Cliff’s Notes – Choose Your ADR Process Wisely
- June 20, 2019
- Posted by: Alex C
- Category: FDR Updates
The case of Lobranova v. Grynyshyn 2019 ONSC 3064 may well be authority for the principle that you cannot have your cake and eat it at the same time. This recent decision by Justice F. Myers prevents a party from abandoning arbitration for a court process after arbitration has been the process chosen by the parties.
This is not a family law case, but family law lawyers, mediators and arbitrators will be all too familiar with its factual scenario. One side sues the other over the proceeds of the sale of a property of about 2.4 million dollars. During the court process the property is sold and, on consent, the proceeds are paid into court. Both parties then decide to submit the case to arbitration with respect to all issues including the matter of ownership (both legal and equitable) an accounting for construction expenses, and the question of HST and HST filings.

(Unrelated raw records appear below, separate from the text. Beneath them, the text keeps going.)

impl Processor {
    /// Unpack a local variable's initializer into store statements
    pub(crate) fn unpack_local_initializer(
        &mut self,
        data_type: &DataType,
        base: ir::Expression,
        initializer: &Initializer,
        statements: &mut Vec<ir::Statement>,
    ) -> Result<(), ProcessingError> {
        let mut target = InitTarget::Local { base, statements };
        self.unpack_value(data_type, initializer, &mut target, 0)
    }

    /// Produce the byte image of a data-segment object. A missing
    /// initializer yields all zeroes (tentative definition).
    pub(crate) fn unpack_data_initializer(
        &mut self,
        data_type: &DataType,
        initializer: Option<&Initializer>,
    ) -> Result<Vec<u8>, ProcessingError> {
        let size = types::size_of(data_type)? as usize;
        let mut bytes = vec![0u8; size];
        if let Some(initializer) = initializer {
            let mut target = InitTarget::Data { bytes: &mut bytes };
            self.unpack_value(data_type, initializer, &mut target, 0)?;
        }
        Ok(bytes)
    }

    /// Unpack one whole object from one initializer node
    fn unpack_value(
        &mut self,
        data_type: &DataType,
        initializer: &Initializer,
        target: &mut InitTarget<'_>,
        offset: u32,
    ) -> Result<(), ProcessingError> {
        match initializer {
            Initializer::Single(expr) => {
                if data_type.is_aggregate() {
                    self.consume_whole_aggregate(data_type, expr, target, offset)
                } else {
                    self.emit_scalar(data_type, expr, target, offset)
                }
            }
            Initializer::List(items) => {
                let mut cursor = 0;
                self.unpack_list(data_type, items, &mut cursor, target, offset)?;
                if cursor < items.len() {
                    return Err(ProcessingError::ExcessInitializers);
                }
                Ok(())
            }
        }
    }

    /// Unpack an object from the current position of a brace list
    fn unpack_list(
        &mut self,
        data_type: &DataType,
        items: &[Initializer],
        cursor: &mut usize,
        target: &mut InitTarget<'_>,
        offset: u32,
    ) -> Result<(), ProcessingError> {
        match data_type {
            scalar if scalar.is_scalar() => {
                if *cursor >= items.len() {
                    return self.emit_zero(scalar, target, offset);
                }
                let mut item = &items[*cursor];
                // Peel redundant single-element braces around a scalar
                loop {
                    match item {
                        Initializer::Single(expr) => {
                            self.emit_scalar(scalar, expr, target, offset)?;
                            break;
                        }
                        Initializer::List(sub) => {
                            if sub.is_empty() {
                                self.emit_zero(scalar, target, offset)?;
                                break;
                            }
                            if sub.len() > 1 {
                                return Err(ProcessingError::ExcessInitializers);
                            }
                            item = &sub[0];
                        }
                    }
                }
                *cursor += 1;
                Ok(())
            }
            DataType::Array { element, .. } => {
                let count = data_type
                    .folded_length()
                    .ok_or(ProcessingError::VariableLengthArray)?;
                let stride = types::size_of(element)?;
                for i in 0..count {
                    self.unpack_sub_object(element, items, cursor, target, offset + i * stride)?;
                }
                Ok(())
            }
            DataType::Struct {
                fields: Some(fields),
                ..
            } => {
                let enclosing = data_type.clone();
                let mut field_offset = offset;
                for field in fields.clone() {
                    let field_type = if field.data_type == DataType::StructSelfPointer {
                        DataType::pointer_to(enclosing.clone())
                    } else {
                        field.data_type.clone()
                    };
                    self.unpack_sub_object(&field_type, items, cursor, target, field_offset)?;
                    field_offset += types::size_of(&field.data_type)?;
                }
                Ok(())
            }
            other => Err(ProcessingError::internal(format!(
                "cannot unpack initializer against '{}'",
                other
            ))),
        }
    }

    /// Unpack one sub-object (array element or struct field) of an
    /// enclosing aggregate from its list
    fn unpack_sub_object(
        &mut self,
        element: &DataType,
        items: &[Initializer],
        cursor: &mut usize,
        target: &mut InitTarget<'_>,
        offset: u32,
    ) -> Result<(), ProcessingError> {
        if element.is_scalar() {
            return self.unpack_list(element, items, cursor, target, offset);
        }
        if *cursor >= items.len() {
            return self.emit_zero(element, target, offset);
        }
        match &items[*cursor] {
            Initializer::List(_) => {
                let item = items[*cursor].clone();
                self.unpack_value(element, &item, target, offset)?;
                *cursor += 1;
                Ok(())
            }
            Initializer::Single(expr) => {
                // A whole aggregate value of the right shape fills the
                // sub-object and consumes one slot; anything else feeds the
                // sub-object's scalars from the current level. String
                // literals are always scalar material here.
                let consumes_whole = !matches!(expr.kind, ExpressionKind::StringLiteral(_)) && {
                    let probed = self.process_value(expr)?;
                    probed.data_type.is_aggregate()
                        && types::is_compatible(element, &probed.data_type, true)
                };
                if consumes_whole {
                    let expr = expr.clone();
                    self.consume_whole_aggregate(element, &expr, target, offset)?;
                    *cursor += 1;
                    Ok(())
                } else {
                    self.unpack_list(element, items, cursor, target, offset)
                }
            }
        }
    }

    /// Initialize an aggregate object from a single expression of a
    /// compatible aggregate type, one store per unpacked scalar
    fn consume_whole_aggregate(
        &mut self,
        data_type: &DataType,
        expr: &Expression,
        target: &mut InitTarget<'_>,
        offset: u32,
    ) -> Result<(), ProcessingError> {
        let value = self.process_value(expr)?;
        if !value.data_type.is_aggregate()
            || !types::is_compatible(data_type, &value.data_type, true)
        {
            return Err(ProcessingError::IncompatibleInitializer {
                lhs: data_type.to_string(),
                rhs: value.data_type.to_string(),
            });
        }
        match target {
            InitTarget::Local { base, statements } => {
                let address = addr_add(base.clone(), offset);
                statements.extend(self.store_object(data_type, &address, value)?);
                Ok(())
            }
            // Aggregate values are runtime loads, never constants
            InitTarget::Data { .. } => Err(ProcessingError::NonConstantInitializer),
        }
    }

    /// Emit one scalar of the object
    fn emit_scalar(
        &mut self,
        data_type: &DataType,
        expr: &Expression,
        target: &mut InitTarget<'_>,
        offset: u32,
    ) -> Result<(), ProcessingError> {
        match target {
            InitTarget::Local { base, statements } => {
                let value = self.process_decayed(expr)?;
                let null = data_type.is_pointer()
                    && value.data_type.is_integer()
                    && self.is_null_constant(expr);
                if !types::can_assign(data_type, &value.data_type, null) {
                    return Err(ProcessingError::IncompatibleInitializer {
                        lhs: data_type.to_string(),
                        rhs: value.data_type.to_string(),
                    });
                }
                let scalar_type = types::scalar_type_of(data_type)?;
                let scalar = convert_scalar(value.into_scalar()?, scalar_type);
                statements.push(ir::Statement::MemoryStore {
                    address: addr_add(base.clone(), offset),
                    value: scalar,
                    scalar_type,
                });
                Ok(())
            }
            InitTarget::Data { bytes } => {
                let constant = Evaluator::new(&mut self.symbols)
                    .evaluate(expr)
                    .map_err(|err| match err {
                        ProcessingError::NotCompileTimeConstant => {
                            ProcessingError::NonConstantInitializer
                        }
                        other => other,
                    })?;
                let null = constant.is_null_pointer_constant();
                if !types::can_assign(data_type, &constant.data_type(), null) {
                    return Err(ProcessingError::IncompatibleInitializer {
                        lhs: data_type.to_string(),
                        rhs: constant.data_type().to_string(),
                    });
                }
                let encoded = encode_constant(&constant, data_type)?;
                let start = offset as usize;
                bytes[start..start + encoded.len()].copy_from_slice(&encoded);
                Ok(())
            }
        }
    }

    /// Zero an object: stores of zero for locals, nothing for the
    /// pre-zeroed data image
    fn emit_zero(
        &mut self,
        data_type: &DataType,
        target: &mut InitTarget<'_>,
        offset: u32,
    ) -> Result<(), ProcessingError> {
        match target {
            InitTarget::Data { .. } => Ok(()),
            InitTarget::Local { base, statements } => {
                for (field_offset, scalar_type) in types::unpack(data_type)? {
                    let zero = if scalar_type.is_float() {
                        ir::Expression::float_const(0.0, scalar_type)
                    } else {
                        ir::Expression::int_const(0, scalar_type)
                    };
                    statements.push(ir::Statement::MemoryStore {
                        address: addr_add(base.clone(), offset + field_offset),
                        value: zero,
                        scalar_type,
                    });
                }
                Ok(())
            }
        }
    }
}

The case is somewhat procedurally complex. Issues include a change of lawyer, disparaging comments made by the new lawyer to the arbitrator, difficulty scheduling and jurisdictional issues. Most importantly for our purposes, the aggrieved parties apply to the Court for an injunction or stay to prevent the arbitrator from continuing to hear the case even though there was still an outstanding issue to complete.
In dismissing the application Justice Myers said the following:
[50] It is often useful and important to take a step back to consider the issues in a proceeding on a holistic basis to ensure that one does not lose the justice of the forest in the details of the trees.
[51] In this dispute, the parties agreed to have their court proceedings resolved by arbitration. That was their right. They were heard by the arbitrator very quickly as they wished. One corollary of the parties’ decision to proceed by alternative dispute resolution is that the parties have very limited access to the courts when things do not go as they hope. In my view, a court is not justified in intervening where a new counsel for a party prefers an alternate theory of the case over one that was advanced by the party at the arbitration hearing. A party does not raise an error of law on appeal where it seeks to reverse its position and ignore the evidence it presented at the arbitration. An arbitration is not a test run in which evidence and positions can be tried on for size and then discarded in subsequent court proceedings. The parties opted-out of their court proceedings. Resort to the court after an arbitration is not a do-over. The arbitration is the main event. The court can intervene only on the prescribed grounds set out in The Arbitration Act, 1991 none of which is raised on the arguments made on this motion.
[52] [Counsel’s] complaint that the arbitrator is punishing him is also untenable. He is not arguing that the arbitrator should be removed for bias. The argument just hovers in the air. Moreover, in making this argument, he is acting as counsel and witness at the same time. His submissions were laced with his personal unsworn evidence.
This case demonstrates that it is important for parties to understand that, once the arbitration process is chosen, a court will only rarely intervene prior to completion of the arbitration.